=== Begin Enclosure ===
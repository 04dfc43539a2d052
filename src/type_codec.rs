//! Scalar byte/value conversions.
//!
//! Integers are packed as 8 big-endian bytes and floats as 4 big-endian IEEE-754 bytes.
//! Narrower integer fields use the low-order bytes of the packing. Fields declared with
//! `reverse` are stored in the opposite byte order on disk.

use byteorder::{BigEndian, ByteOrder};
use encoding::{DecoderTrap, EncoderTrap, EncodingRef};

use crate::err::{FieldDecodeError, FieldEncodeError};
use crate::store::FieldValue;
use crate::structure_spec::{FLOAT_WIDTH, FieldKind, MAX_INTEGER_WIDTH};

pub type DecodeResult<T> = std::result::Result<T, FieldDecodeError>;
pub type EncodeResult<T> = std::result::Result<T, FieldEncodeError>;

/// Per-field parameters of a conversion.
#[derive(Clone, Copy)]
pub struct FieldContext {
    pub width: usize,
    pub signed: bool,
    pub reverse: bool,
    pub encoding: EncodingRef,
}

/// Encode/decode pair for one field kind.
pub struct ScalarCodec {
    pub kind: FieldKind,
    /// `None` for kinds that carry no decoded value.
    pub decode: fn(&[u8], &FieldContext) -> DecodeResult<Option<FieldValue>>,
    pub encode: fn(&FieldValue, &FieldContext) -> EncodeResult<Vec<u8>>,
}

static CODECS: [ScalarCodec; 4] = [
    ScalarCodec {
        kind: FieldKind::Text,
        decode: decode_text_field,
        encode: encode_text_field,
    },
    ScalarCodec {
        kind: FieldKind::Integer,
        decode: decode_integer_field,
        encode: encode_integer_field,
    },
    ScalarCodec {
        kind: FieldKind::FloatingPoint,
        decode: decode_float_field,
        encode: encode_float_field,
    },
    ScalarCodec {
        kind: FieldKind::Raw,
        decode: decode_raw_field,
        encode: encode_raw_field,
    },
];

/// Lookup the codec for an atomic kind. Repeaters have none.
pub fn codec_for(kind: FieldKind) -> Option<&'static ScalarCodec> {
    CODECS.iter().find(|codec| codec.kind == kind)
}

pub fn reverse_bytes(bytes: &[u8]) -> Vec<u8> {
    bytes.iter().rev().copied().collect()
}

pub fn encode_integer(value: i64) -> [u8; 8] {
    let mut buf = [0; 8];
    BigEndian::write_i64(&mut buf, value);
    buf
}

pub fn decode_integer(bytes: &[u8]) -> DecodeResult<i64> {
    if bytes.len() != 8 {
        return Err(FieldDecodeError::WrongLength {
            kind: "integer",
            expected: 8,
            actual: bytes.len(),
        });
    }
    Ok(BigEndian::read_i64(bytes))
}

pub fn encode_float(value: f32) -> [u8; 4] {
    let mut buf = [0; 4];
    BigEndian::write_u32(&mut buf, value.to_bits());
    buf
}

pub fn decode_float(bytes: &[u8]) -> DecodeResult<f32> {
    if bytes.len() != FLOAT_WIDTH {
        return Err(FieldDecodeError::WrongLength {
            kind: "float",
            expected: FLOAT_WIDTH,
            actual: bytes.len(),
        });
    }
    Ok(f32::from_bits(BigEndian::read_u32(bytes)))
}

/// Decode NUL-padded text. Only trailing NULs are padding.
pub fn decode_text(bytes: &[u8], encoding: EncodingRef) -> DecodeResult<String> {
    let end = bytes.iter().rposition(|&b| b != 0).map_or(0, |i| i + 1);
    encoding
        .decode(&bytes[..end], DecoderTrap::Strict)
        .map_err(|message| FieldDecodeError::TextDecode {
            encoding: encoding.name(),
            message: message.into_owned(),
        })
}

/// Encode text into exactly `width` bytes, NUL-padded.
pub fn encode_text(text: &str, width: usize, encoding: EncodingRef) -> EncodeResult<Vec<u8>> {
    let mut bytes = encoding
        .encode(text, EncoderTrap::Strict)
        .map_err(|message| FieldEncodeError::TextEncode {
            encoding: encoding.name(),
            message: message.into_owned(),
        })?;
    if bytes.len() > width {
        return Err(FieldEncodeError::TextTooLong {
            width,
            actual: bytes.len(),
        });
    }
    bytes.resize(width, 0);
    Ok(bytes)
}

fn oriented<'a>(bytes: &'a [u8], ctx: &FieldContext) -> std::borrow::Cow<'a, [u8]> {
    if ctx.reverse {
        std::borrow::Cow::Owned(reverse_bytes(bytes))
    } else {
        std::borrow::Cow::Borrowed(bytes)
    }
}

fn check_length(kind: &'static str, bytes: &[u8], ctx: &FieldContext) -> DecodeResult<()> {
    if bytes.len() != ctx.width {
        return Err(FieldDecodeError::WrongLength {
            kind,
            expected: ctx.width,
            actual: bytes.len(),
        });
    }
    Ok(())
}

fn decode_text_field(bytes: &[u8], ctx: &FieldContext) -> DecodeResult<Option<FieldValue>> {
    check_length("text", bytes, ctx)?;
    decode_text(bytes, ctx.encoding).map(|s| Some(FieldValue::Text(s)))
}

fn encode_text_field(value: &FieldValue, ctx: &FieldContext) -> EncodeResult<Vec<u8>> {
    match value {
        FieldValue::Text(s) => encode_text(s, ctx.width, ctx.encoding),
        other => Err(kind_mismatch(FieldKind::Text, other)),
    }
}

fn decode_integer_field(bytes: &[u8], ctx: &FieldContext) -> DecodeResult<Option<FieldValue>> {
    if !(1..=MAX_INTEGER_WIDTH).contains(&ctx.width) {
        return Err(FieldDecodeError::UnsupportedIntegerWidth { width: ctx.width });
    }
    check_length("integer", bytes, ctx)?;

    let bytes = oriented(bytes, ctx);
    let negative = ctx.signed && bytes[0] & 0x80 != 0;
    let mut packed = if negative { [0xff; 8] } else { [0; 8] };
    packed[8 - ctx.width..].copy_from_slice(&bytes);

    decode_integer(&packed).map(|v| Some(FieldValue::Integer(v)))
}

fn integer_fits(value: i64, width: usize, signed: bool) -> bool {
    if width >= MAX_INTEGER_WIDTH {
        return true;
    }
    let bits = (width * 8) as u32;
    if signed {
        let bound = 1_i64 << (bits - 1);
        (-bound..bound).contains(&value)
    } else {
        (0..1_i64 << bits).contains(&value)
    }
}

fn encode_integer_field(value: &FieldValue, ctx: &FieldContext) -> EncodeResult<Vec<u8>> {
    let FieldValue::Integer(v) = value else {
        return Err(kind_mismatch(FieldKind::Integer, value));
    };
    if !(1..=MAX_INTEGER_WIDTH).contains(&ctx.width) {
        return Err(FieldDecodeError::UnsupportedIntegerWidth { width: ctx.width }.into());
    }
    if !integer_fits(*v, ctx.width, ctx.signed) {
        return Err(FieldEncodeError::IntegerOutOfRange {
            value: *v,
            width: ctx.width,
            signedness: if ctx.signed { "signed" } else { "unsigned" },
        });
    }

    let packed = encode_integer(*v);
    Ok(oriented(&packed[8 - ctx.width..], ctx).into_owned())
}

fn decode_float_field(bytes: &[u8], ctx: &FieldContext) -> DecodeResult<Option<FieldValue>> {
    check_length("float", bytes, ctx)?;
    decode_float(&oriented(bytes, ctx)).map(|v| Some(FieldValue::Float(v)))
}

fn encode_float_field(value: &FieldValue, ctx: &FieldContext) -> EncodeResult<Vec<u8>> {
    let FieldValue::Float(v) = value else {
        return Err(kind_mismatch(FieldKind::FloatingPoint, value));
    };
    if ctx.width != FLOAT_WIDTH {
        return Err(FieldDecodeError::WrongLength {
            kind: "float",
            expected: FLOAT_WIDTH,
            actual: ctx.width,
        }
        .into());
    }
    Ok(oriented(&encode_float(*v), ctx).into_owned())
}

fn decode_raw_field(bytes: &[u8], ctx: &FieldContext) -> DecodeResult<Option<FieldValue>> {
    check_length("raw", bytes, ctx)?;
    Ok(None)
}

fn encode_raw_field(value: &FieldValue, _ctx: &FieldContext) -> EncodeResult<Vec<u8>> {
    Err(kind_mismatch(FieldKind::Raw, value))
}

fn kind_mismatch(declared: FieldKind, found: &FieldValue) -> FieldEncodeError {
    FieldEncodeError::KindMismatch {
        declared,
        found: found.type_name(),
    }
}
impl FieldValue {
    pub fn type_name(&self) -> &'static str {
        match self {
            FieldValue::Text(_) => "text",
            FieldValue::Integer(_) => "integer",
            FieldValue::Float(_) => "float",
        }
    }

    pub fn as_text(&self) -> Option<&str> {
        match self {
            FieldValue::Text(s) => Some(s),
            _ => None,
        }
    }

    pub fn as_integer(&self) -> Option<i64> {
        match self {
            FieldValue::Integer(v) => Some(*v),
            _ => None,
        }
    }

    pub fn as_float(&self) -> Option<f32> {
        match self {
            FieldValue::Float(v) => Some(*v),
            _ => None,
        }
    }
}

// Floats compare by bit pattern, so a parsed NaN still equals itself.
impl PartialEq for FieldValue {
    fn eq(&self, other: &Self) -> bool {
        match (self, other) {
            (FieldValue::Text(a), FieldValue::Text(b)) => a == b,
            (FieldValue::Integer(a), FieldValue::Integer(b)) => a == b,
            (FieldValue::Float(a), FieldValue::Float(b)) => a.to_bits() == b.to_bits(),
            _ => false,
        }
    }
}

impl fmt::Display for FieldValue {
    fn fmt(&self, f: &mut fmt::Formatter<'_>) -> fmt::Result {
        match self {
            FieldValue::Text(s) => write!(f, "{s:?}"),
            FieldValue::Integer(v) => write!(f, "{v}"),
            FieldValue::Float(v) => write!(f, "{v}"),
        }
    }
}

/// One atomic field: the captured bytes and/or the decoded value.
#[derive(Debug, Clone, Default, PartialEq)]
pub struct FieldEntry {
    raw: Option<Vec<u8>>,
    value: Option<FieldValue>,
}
=== End Enclosure ===
=== Begin Enclosure ===
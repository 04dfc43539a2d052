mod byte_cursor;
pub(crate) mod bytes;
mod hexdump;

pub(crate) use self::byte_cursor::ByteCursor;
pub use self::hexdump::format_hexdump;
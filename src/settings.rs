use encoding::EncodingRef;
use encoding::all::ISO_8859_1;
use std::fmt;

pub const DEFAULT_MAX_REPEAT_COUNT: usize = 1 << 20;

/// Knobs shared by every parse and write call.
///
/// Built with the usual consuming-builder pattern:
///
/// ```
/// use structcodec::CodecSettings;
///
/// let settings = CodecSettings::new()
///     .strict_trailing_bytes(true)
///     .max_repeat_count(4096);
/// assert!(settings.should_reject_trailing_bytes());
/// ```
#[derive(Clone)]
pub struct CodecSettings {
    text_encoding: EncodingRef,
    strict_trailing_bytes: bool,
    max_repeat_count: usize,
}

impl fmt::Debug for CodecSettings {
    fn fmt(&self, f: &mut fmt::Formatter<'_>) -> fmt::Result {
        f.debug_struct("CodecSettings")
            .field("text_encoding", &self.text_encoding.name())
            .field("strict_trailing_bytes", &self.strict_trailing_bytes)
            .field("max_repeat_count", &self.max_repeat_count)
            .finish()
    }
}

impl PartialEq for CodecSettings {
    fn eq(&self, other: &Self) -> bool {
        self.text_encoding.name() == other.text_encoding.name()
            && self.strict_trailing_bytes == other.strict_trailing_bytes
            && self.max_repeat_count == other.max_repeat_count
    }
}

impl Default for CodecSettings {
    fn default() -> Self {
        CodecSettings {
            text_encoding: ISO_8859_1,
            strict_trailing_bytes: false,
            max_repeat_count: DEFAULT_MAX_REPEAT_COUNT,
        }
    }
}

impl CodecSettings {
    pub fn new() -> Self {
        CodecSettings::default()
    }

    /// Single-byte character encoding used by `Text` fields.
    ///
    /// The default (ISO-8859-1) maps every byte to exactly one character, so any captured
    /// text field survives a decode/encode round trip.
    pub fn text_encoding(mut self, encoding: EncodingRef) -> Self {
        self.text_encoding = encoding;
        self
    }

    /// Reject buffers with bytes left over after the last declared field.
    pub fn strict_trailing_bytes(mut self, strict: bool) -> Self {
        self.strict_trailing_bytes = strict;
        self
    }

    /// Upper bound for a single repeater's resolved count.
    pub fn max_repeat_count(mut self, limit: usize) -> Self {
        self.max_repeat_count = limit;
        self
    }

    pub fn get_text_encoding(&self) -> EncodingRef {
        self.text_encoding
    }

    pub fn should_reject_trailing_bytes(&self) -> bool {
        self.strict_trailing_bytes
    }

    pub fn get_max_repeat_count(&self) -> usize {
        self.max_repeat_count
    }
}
=== End Enclosure ===
=== Begin Enclosure ===
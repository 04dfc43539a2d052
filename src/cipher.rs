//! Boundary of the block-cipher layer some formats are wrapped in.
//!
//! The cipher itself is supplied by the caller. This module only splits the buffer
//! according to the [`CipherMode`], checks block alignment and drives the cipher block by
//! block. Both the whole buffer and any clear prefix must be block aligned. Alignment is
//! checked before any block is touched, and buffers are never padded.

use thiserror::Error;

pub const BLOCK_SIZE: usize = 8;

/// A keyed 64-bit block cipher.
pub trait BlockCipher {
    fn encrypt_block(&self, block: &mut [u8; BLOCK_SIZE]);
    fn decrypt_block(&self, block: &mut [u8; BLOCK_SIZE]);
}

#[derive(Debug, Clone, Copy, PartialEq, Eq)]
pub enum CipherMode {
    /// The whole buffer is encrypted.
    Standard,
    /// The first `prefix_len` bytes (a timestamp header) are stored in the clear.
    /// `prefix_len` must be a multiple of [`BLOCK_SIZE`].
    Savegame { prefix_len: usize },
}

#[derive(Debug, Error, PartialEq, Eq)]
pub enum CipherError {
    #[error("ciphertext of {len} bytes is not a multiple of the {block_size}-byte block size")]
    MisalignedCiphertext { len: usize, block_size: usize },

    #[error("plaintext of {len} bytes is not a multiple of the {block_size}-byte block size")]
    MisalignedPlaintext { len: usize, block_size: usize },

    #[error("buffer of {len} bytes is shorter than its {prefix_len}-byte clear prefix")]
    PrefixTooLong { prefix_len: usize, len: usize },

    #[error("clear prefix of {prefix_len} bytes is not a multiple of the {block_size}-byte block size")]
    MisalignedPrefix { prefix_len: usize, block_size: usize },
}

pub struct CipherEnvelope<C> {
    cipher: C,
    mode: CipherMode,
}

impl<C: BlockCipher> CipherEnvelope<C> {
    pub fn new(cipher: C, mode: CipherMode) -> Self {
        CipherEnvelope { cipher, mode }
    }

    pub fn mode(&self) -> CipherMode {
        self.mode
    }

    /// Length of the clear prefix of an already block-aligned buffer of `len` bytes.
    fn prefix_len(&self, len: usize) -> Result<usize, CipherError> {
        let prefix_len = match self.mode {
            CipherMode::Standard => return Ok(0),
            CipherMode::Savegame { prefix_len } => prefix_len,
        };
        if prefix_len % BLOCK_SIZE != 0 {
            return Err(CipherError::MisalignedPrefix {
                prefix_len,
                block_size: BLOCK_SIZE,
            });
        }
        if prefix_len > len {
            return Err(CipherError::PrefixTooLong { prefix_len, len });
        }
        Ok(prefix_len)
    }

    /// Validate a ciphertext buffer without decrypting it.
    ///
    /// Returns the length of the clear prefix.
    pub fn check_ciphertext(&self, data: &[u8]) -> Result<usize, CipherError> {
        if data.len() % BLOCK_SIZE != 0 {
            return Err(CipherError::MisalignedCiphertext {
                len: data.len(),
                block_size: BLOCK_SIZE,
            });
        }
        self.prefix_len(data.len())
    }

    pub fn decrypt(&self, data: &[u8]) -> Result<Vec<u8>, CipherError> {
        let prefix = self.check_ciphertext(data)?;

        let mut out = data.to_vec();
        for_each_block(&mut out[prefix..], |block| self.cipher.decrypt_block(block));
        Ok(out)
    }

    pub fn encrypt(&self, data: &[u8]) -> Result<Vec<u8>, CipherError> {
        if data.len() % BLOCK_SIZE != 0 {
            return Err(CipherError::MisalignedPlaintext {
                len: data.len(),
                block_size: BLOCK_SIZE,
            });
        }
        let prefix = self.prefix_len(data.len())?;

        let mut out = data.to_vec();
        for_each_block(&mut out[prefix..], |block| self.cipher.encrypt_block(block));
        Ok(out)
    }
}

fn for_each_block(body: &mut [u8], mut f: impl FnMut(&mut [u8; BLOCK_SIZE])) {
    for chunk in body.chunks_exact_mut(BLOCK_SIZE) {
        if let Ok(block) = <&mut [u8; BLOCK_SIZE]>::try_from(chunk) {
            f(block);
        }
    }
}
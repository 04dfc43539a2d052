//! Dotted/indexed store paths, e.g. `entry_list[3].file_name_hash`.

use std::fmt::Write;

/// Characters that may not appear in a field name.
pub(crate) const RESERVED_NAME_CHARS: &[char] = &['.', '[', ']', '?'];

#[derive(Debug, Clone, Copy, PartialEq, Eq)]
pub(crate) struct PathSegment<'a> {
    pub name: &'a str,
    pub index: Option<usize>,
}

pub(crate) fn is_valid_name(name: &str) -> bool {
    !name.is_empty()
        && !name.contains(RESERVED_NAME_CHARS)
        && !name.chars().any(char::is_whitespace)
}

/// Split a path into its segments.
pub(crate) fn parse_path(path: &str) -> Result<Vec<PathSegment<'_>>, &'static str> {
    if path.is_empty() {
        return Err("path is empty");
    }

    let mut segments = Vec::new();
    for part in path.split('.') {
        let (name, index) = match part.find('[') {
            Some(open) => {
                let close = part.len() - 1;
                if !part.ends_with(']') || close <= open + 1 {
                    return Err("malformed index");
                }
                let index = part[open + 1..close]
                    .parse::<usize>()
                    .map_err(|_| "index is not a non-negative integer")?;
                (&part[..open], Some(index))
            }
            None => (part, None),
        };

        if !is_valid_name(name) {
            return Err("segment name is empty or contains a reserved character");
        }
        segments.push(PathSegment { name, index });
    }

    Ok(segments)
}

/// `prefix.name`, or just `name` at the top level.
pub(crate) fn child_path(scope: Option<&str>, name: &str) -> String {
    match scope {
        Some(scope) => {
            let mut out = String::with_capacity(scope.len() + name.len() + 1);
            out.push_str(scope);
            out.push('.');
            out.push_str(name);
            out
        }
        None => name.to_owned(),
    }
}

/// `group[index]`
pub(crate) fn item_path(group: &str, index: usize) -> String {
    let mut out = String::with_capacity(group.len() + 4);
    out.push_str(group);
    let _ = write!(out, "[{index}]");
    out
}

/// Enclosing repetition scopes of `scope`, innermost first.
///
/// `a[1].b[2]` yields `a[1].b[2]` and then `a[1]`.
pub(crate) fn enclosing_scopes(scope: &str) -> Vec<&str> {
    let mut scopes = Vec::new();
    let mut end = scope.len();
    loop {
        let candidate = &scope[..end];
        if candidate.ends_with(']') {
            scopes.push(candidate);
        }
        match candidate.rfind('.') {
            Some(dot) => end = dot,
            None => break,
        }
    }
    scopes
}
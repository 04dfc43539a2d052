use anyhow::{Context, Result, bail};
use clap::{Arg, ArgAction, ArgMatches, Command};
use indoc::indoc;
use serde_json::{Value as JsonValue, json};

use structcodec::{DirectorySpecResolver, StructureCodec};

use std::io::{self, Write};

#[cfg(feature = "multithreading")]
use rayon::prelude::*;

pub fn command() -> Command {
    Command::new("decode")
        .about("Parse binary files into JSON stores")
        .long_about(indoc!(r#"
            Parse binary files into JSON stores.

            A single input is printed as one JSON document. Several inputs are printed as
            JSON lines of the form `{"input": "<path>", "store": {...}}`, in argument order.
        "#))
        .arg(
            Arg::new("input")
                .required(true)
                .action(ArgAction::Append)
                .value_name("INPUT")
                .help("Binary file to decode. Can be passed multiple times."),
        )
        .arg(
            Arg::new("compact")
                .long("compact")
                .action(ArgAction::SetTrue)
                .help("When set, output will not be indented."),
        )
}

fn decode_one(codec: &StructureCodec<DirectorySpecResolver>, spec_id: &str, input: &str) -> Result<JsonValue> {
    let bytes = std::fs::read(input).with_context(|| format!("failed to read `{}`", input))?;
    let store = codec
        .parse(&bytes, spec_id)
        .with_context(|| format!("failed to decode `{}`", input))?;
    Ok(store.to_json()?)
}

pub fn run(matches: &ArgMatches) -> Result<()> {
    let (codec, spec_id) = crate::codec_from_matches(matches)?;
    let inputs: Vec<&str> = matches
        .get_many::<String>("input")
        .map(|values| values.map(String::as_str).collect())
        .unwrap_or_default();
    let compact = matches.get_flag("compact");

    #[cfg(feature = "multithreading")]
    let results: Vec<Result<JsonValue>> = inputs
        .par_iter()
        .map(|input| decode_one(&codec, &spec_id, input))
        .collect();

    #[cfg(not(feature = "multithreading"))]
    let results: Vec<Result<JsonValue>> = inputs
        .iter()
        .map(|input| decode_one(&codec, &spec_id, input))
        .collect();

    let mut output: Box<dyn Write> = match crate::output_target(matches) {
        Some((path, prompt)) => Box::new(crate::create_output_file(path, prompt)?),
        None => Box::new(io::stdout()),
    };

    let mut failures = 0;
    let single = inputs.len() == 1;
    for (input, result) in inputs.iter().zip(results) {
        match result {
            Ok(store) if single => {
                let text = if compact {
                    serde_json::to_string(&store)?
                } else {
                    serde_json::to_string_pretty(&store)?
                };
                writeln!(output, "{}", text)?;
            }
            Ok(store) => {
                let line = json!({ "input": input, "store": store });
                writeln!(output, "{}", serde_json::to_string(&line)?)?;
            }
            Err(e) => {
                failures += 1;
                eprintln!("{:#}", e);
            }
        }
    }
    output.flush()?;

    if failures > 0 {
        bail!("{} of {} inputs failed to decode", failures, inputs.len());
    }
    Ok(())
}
=== End Enclosure ===
Task goal: Would you copy every line of the entries that includes the word "close"?

Result of this task:
                let close = part.len() - 1;
                if !part.ends_with(']') || close <= open + 1 {
                let index = part[open + 1..close]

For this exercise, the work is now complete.